The problem is Canadian officials haven’t been getting many referrals from the UNHCR, Rempel said.
“During parliamentary committee hearings we heard a wide variety of explanations to why that might be, including accusations of potential discrimination against Yazidis by UN refugee workers,” Rempel said.
There are reports that Yazidis in refugee camps and in camps for the internally displaced people (IDP) are facing the same kind of discrimination and threats as outside the camps, she said.
“We saw evidence of this, very graphic, disturbing evidence of this first hand during the parliamentary committee this summer,” said Rempel.
Not only are the Yazidis being hunted down by religious extremists in the region but when they arrive in refugee camps they don’t feel safe there, Rempel said.
“First of all, they are being persecuted by the religious majority and therefore it’s difficult for them to acclimatize to life there,” Rempel said. “Even if there is subsistence living there that could be available to them, they often can’t find work or can’t sell things.”
Then there is the issue of outright physical threats.
“I saw with my own eyes very graphic pictures of Yazidis who have been beaten in refugee camps,” Rempel said.
‘Extra duty of care’
An even more sensitive issue is the fate of women and girls who have escaped sexual slavery at the hands of ISIS, Rempel said.
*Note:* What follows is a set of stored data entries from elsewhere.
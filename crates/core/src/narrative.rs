//! Story, intro, and clue texts supplied by an external writer.
//!
//! The writer replies with a JSON object `{"story": .., "intro": .., "clues": [..]}`.
//! Decoding is lenient: a malformed reply degrades to placeholder texts rather
//! than failing the session.

use serde_json::Value;

pub const NO_STORY: &str = "(No full story generated.)";
pub const NO_INTRO: &str = "(No intro)";

#[derive(Clone, Debug, PartialEq, Eq)]
pub struct Narrative {
    pub story: String,
    pub intro: String,
    pub clues: Vec<String>,
}

impl Default for Narrative {
    fn default() -> Self {
        Self { story: NO_STORY.to_string(), intro: NO_INTRO.to_string(), clues: Vec::new() }
    }
}

impl Narrative {
    pub fn from_json(text: &str) -> Self {
        let Ok(value) = serde_json::from_str::<Value>(text) else {
            return Self {
                story: "(Could not parse JSON.)".to_string(),
                intro: "(Could not parse JSON.)".to_string(),
                clues: Vec::new(),
            };
        };

        let field = |key: &str, fallback: &str| {
            value.get(key).and_then(Value::as_str).unwrap_or(fallback).to_string()
        };
        let clues = value
            .get("clues")
            .and_then(Value::as_array)
            .map(|entries| entries.iter().filter_map(Value::as_str).map(str::to_string).collect())
            .unwrap_or_default();

        Self {
            story: field("story", "(No story field)"),
            intro: field("intro", "(No intro field)"),
            clues,
        }
    }
}

/// Produces the scenario texts for a chosen murderer, weapon, and room set.
pub trait NarrativeSource {
    fn compose(&self, murderer: &str, weapon: &str, room_names: &[String]) -> Narrative;
}

/// Used when no writer is configured; keeps the built-in clue texts.
#[derive(Clone, Copy, Debug, Default)]
pub struct OfflineNarrative;

impl NarrativeSource for OfflineNarrative {
    fn compose(&self, _murderer: &str, _weapon: &str, _room_names: &[String]) -> Narrative {
        Narrative::default()
    }
}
“These women have been through… hell and back is not adequate to describe the torture that these women have gone through,” Rempel said. “So not only are they facing the challenges and the mental and physical anguish that any refugee would face but they also have that extra level of mental health needs, physical needs that just can’t be met in some of these camps.”
It’s time to stop relying exclusively on the UN and start working with NGOs on the ground to identify and refer potential refugees for resettlement in Canada, Rempel said.
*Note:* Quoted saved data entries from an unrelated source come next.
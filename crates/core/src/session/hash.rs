//! Stable snapshot hashing for deterministic verification of sessions.

use std::hash::Hasher;

use xxhash_rust::xxh3::Xxh3;

use super::Session;

impl Session {
    /// Hashes every piece of state a move or accusation can change, plus the
    /// seed-derived solution. Entity texts are excluded so narrative rewrites
    /// do not change the hash.
    pub fn snapshot_hash(&self) -> u64 {
        let mut hasher = Xxh3::new();
        hasher.write_u64(self.seed);
        hasher.write(&self.mansion.canonical_bytes());
        hasher.write_i32(self.player.x);
        hasher.write_i32(self.player.y);
        hasher.write_u64(self.murderer as u64);
        hasher.write_u64(self.murder_weapon as u64);
        for weapon in &self.cast.weapons {
            hasher.write_u8(u8::from(weapon.collected));
        }
        for clue in &self.cast.clues {
            hasher.write_u8(u8::from(clue.found));
        }
        hasher.write_u64(self.inventory.len() as u64);
        for name in &self.inventory {
            hasher.write(name.as_bytes());
            hasher.write_u8(0xff);
        }
        hasher.write_u32(self.accusations);
        hasher.write_u8(u8::from(self.solved));
        hasher.finish()
    }
}
use serde::{Deserialize, Serialize};

#[derive(Clone, Copy, Debug, PartialEq, Eq, PartialOrd, Ord, Hash, Serialize, Deserialize)]
pub struct Pos {
    pub y: i32,
    pub x: i32,
}

impl Pos {
    pub fn new(x: i32, y: i32) -> Self {
        Self { y, x }
    }

    pub fn offset(self, direction: Direction) -> Self {
        let (dx, dy) = direction.delta();
        Self { y: self.y + dy, x: self.x + dx }
    }
}

/// Structural tile vocabulary. Room-name labels are not tiles; they live in
/// the mansion's label overlay.
#[derive(Clone, Copy, Debug, PartialEq, Eq, PartialOrd, Ord, Hash)]
pub enum TileKind {
    Wall,
    Floor,
    Door,
}

impl TileKind {
    pub fn is_passable(self) -> bool {
        !matches!(self, TileKind::Wall)
    }

    pub fn glyph(self) -> char {
        match self {
            TileKind::Wall => '#',
            TileKind::Floor => ' ',
            TileKind::Door => '/',
        }
    }
}

#[derive(Clone, Copy, Debug, PartialEq, Eq, Hash, Serialize, Deserialize)]
pub enum Direction {
    Up,
    Down,
    Left,
    Right,
}

impl Direction {
    pub const ALL: [Direction; 4] =
        [Direction::Up, Direction::Right, Direction::Down, Direction::Left];

    pub fn delta(self) -> (i32, i32) {
        match self {
            Direction::Up => (0, -1),
            Direction::Down => (0, 1),
            Direction::Left => (-1, 0),
            Direction::Right => (1, 0),
        }
    }
}

#[derive(Clone, Copy, Debug, PartialEq, Eq, Serialize, Deserialize)]
pub enum Verdict {
    Correct,
    Wrong,
}

#[derive(Clone, Debug, PartialEq, Eq)]
pub enum StepOutcome {
    Blocked,
    Moved { pos: Pos, picked_up: Option<String>, found_clue: Option<String> },
}

#[derive(Clone, Debug, PartialEq, Eq)]
pub enum LogEvent {
    Moved { to: Pos },
    Bumped { at: Pos },
    WeaponCollected { name: String },
    ClueFound { text: String },
    Questioned { suspect: String },
    Accused { suspect: String, weapon: String, verdict: Verdict },
}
“There is a lot of challenges but I don’t think they’re insurmountable because countries like Germany have in fact done this already,” said Rempel.
Canada and the international community have an extra duty of care towards Yazidi genocide victims in terms of refugee resettlement, aid and protection, she said.
“Anybody who reads what these people have gone through, and specifically what these women have gone through, if you can’t be moved by the humanity of the situation and the gravity of the fact that these people are being systematically exterminated off the face of the Earth, then we have a problem as the international community,” Rempel said.
Another sensitive issue for the Liberal government is its reluctance to prioritize the processing of refugees based on religion, Remple said.
“Yes, everybody is need in that region, everybody has been affected,” she said. “However, you can’t ignore the fact that for these people, for victims of genocide that’s an extra level of persecution.”
Another crucial issue is the creation of safe havens for the majority of Yazidis and other religious and ethnic minorities who want to remain in their ancient ancestral homeland in the Middle East, Rempel said.
“In order for them to preserve their culture and their heritage in their indigenous homeland the international community needs to step up and protect that with force,” Rempel said. “That’s the reality. Nobody wants to talk about it but if we want to commit to the people being able to stay in their indigenous land, that’s what it’s going to take.”